Use in OpenCode via vLLM: Endless Tool Calling Loops & undesirable behavior

by wijjjj - opened 14 days ago

•

I'm using this together with OpenCode. I just tested it quickly and it unfortunately keeps on calling the same command (stuck in an endless loop).
On a second try, giving it clear instructions for what it should implement, it sort of hallucinates todo steps and just checks them off. So it's really not behaving the way I'd hope it to behave.

btw maybe it's comparing apples to oranges because not moe and different architecture, but I haven't seen this with your qwen3.5-27b-AWQ-BF16-INT4 model.

I'm using vllm/vllm-openai:gemma4-cu130 and here's my vllm yaml config

name: gemma-4-26B-A4B-it-AWQ-4bit
description: 'Gemma 4 26B MoE (3.8B active) AWQ INT4. Apache 2.0 license. Native function
  calling, thinking mode, vision. 128 experts top-8 routing. Frontier-level reasoning
  and coding per size class.

  '
model: cyankiwi/gemma-4-26B-A4B-it-AWQ-4bit
container_image: vllm/vllm-openai:gemma4-cu130
environment:
  PYTORCH_CUDA_ALLOC_CONF: expandable_segments:True
  OMP_NUM_THREADS: '8'
  SAFETENSORS_FAST_GPU: '1'
  CUDA_MODULE_LOADING: LAZY
  VLLM_LOGGING_LEVEL: INFO
  TORCH_COMPILE_THREADS: '4'
  TORCHINDUCTOR_COMPILE_THREADS: '4'
  MAX_JOBS: '4'
serve_args:
  host: 0.0.0.0
  port: 8000
  trust-remote-code: true
  dtype: auto
  gpu-memory-utilization: 0.9
  tensor-parallel-size: 1
  kv-cache-dtype: auto
  max-model-len: 120000
  max-num-seqs: 4
  max-num-batched-tokens: 16384
  enable-prefix-caching: true
  performance-mode: throughput
  compilation-config: "{\"cudagraph_mode\": \"piecewise\",\n \"cudagraph_capture_sizes\"\
    : [1, 2, 3, 4],\n \"inductor_compile_config\": {\n   \"combo_kernels\": false,\n\
    \   \"benchmark_combo_kernel\": false}}"
  reasoning-parser: gemma4
  enable-auto-tool-choice: true
  tool-call-parser: gemma4
  served-model-name: gemma-4-26B-A4B-it-AWQ-4bit

wijjjj changed discussion title from Use in OpenCode via vLLM: Endless Tool Calling Loops to Use in OpenCode via vLLM: Endless Tool Calling Loops & undesirable behavior 14 days ago

Jiber

13 days ago

I'm seeing looping and failing tool calls as well. I've been back and for with gemini and copilot trying to get a jinja template that will let this work but no luck yet.

Jiber

13 days ago

•

edited 12 days ago

I should note, the tools I'm using are OpenClaw and Anthropic's Claude Code.
Edit I had a Jinja template here I thought fixed it but it doesn't.
Not sure if it's this models issue or vllms gemma4 parsers. Either it's unusable sadly and I'm back to lmstudio and qwen3-coder-next.

Jiber

12 days ago

Should have RTFM I guess.
https://docs.vllm.ai/projects/recipes/en/latest/Google/Gemma4.html#full-featured-server-launch

This page mentions a special Jinja template to get from vllms GitHub.
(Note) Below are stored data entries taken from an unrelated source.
//! Client session identity.
//!
//! The session is a single opaque key (the user's email). It is passed
//! explicitly to whatever needs it and torn down with `clear()`. When backed
//! by a directory it survives across runs in `session.json`.

use crate::CliClientResult;
use crate::ClientError;
use crate::session::session_file::{SESSION_FILENAME, SessionFile};

use std::path::{Path, PathBuf};

#[derive(Debug, Clone, Default)]
pub struct SessionContext {
    identity: Option<String>,
    path: Option<PathBuf>,
}

impl SessionContext {
    /// Not persisted; for embedding and tests
    pub fn in_memory(identity: Option<String>) -> Self {
        Self {
            identity,
            path: None,
        }
    }

    /// Read `<dir>/session.json`; a missing file means no session
    pub fn load_from(dir: &Path) -> CliClientResult<Self> {
        let path = dir.join(SESSION_FILENAME);

        let identity = if path.exists() {
            let content = std::fs::read_to_string(&path).map_err(|e| {
                ClientError::session(format!("Failed to read {}: {}", path.display(), e))
            })?;
            let file: SessionFile = serde_json::from_str(&content).map_err(|e| {
                ClientError::session(format!("Invalid session file {}: {}", path.display(), e))
            })?;
            Some(file.email).filter(|email| !email.trim().is_empty())
        } else {
            None
        };

        Ok(Self {
            identity,
            path: Some(path),
        })
    }

    pub fn identity(&self) -> Option<&str> {
        self.identity.as_deref()
    }

    pub fn is_active(&self) -> bool {
        self.identity.is_some()
    }

    pub fn path(&self) -> Option<&Path> {
        self.path.as_deref()
    }

    /// Set the identity and persist it if file-backed
    pub fn establish(&mut self, email: &str) -> CliClientResult<()> {
        let email = email.trim();
        if email.is_empty() {
            return Err(ClientError::validation("email is required", Some("email")));
        }

        if let Some(ref path) = self.path {
            if let Some(parent) = path.parent() {
                std::fs::create_dir_all(parent).map_err(|e| {
                    ClientError::session(format!("Failed to create {}: {}", parent.display(), e))
                })?;
            }

            let file = SessionFile {
                email: email.to_string(),
                established_at: chrono::Utc::now().to_rfc3339(),
            };
            let content = serde_json::to_string_pretty(&file).map_err(|e| {
                ClientError::session(format!("Failed to serialize session: {}", e))
            })?;
            std::fs::write(path, content).map_err(|e| {
                ClientError::session(format!("Failed to write {}: {}", path.display(), e))
            })?;
        }

        self.identity = Some(email.to_string());
        Ok(())
    }

    /// Forget the identity and delete the backing file
    pub fn clear(&mut self) -> CliClientResult<()> {
        self.identity = None;

        if let Some(ref path) = self.path
            && path.exists()
        {
            std::fs::remove_file(path).map_err(|e| {
                ClientError::session(format!("Failed to remove {}: {}", path.display(), e))
            })?;
        }

        Ok(())
    }
}
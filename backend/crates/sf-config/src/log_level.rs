use crate::DEFAULT_LOG_LEVEL_STRING;

use std::ops::Deref;
use std::str::FromStr;

use log::LevelFilter;
use serde::{Deserialize, Deserializer};

/// `LevelFilter` that deserializes leniently (unknown values become Info)
#[derive(Debug, Clone, Copy, PartialEq, Eq)]
pub struct LogLevel(pub LevelFilter);

impl<'de> Deserialize<'de> for LogLevel {
    fn deserialize<D>(deserializer: D) -> Result<Self, D::Error>
    where
        D: Deserializer<'de>,
    {
        let s = String::deserialize(deserializer)
            .unwrap_or_else(|_| String::from(DEFAULT_LOG_LEVEL_STRING));

        Ok(LogLevel::parse_lenient(&s))
    }
}

impl LogLevel {
    fn parse_lenient(s: &str) -> Self {
        match s.trim().to_lowercase().as_str() {
            "off" => LogLevel(LevelFilter::Off),
            "error" => LogLevel(LevelFilter::Error),
            "warn" => LogLevel(LevelFilter::Warn),
            "debug" => LogLevel(LevelFilter::Debug),
            "trace" => LogLevel(LevelFilter::Trace),
            _ => LogLevel(LevelFilter::Info),
        }
    }
}

impl From<LogLevel> for LevelFilter {
    fn from(log_level: LogLevel) -> Self {
        log_level.0
    }
}

impl Deref for LogLevel {
    type Target = LevelFilter;

    fn deref(&self) -> &Self::Target {
        &self.0
    }
}

impl FromStr for LogLevel {
    type Err = std::convert::Infallible;

    fn from_str(s: &str) -> Result<Self, Self::Err> {
        Ok(LogLevel::parse_lenient(s))
    }
}
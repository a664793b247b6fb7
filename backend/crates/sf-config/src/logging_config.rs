use crate::{DEFAULT_LOG_DIRECTORY, DEFAULT_LOG_LEVEL, LogLevel};

use serde::Deserialize;

#[derive(Debug, Clone, Deserialize)]
#[serde(default)]
pub struct LoggingConfig {
    pub level: LogLevel,
    /// Colored stdout output (ignored when logging to a file)
    pub colored: bool,
    /// Log directory, relative to the config directory
    pub dir: String,
    /// Log file name; `None` logs to stdout
    pub file: Option<String>,
}

impl Default for LoggingConfig {
    fn default() -> Self {
        Self {
            level: LogLevel(DEFAULT_LOG_LEVEL),
            colored: true,
            dir: String::from(DEFAULT_LOG_DIRECTORY),
            file: None,
        }
    }
}
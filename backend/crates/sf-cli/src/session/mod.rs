pub(crate) mod session_context;
pub(crate) mod session_file;

pub use session_context::SessionContext;
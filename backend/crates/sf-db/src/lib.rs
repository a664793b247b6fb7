pub mod connection;
pub mod error;
pub mod repositories;

pub use connection::pool::{open_pool, ping, run_migrations};
pub use error::{DbError, Result};
pub use repositories::identity_repository::IdentityRepository;

/// Embedded schema migrations, run at startup and by tests
pub static MIGRATOR: sqlx::migrate::Migrator = sqlx::migrate!("./migrations");
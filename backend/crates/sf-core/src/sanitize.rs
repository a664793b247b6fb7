//! Markup escaping for untrusted text fields.
//!
//! Both the client (before transmission) and the server (before storage)
//! run text through [`escape_markup`]. The function is idempotent: an `&`
//! that already opens one of the entities it produces is left as is, so
//! escaping twice yields the same string as escaping once.

const ENTITIES: [&str; 5] = ["&amp;", "&lt;", "&gt;", "&quot;", "&#039;"];

/// Trim and escape `& < > " '`, dropping backslashes.
pub fn escape_markup(input: &str) -> String {
    let mut out = String::with_capacity(input.len());

    for (idx, ch) in input.char_indices() {
        match ch {
            '&' if ENTITIES.iter().any(|e| input[idx..].starts_with(e)) => out.push('&'),
            '&' => out.push_str("&amp;"),
            '<' => out.push_str("&lt;"),
            '>' => out.push_str("&gt;"),
            '"' => out.push_str("&quot;"),
            '\'' => out.push_str("&#039;"),
            '\\' => {}
            c => out.push(c),
        }
    }

    // Trim last: removing a backslash can expose surrounding whitespace
    out.trim().to_string()
}

/// Escape an optional field, mapping blank results to `None`
pub fn escape_optional(input: Option<&str>) -> Option<String> {
    input.map(escape_markup).filter(|s| !s.is_empty())
}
Very initial testing is MUCH better.

Lobliqua

12 days ago

Maybe it has something to do with this commit in the official repo that was made yesterday: https://huggingface.co/google/gemma-4-26B-A4B-it/commit/1db3cff1840c2ae59759d8e842ff37831cf8cb63

Jiber

12 days ago

I've tried the vllm jinja modified 2 days ago, I've tried the official google jinja modified 1 day ago and results are not exactly good. Better but not good.
Maybe it's OpenClaws fault but they can't handle it.
gemma-4-31b, on the other hand CAN handle anything I ask of openclaw, but I cant fit that in my GPU so I'm running it from Googles free tier api, but that's probably running full precision AND its a smarter model so not exactly fair comparison.

cpatonn

cyankiwi org 10 days ago

Thank you for letting me know. Could you please try again with the recent chat_template.jinja and tokenizer_config.json?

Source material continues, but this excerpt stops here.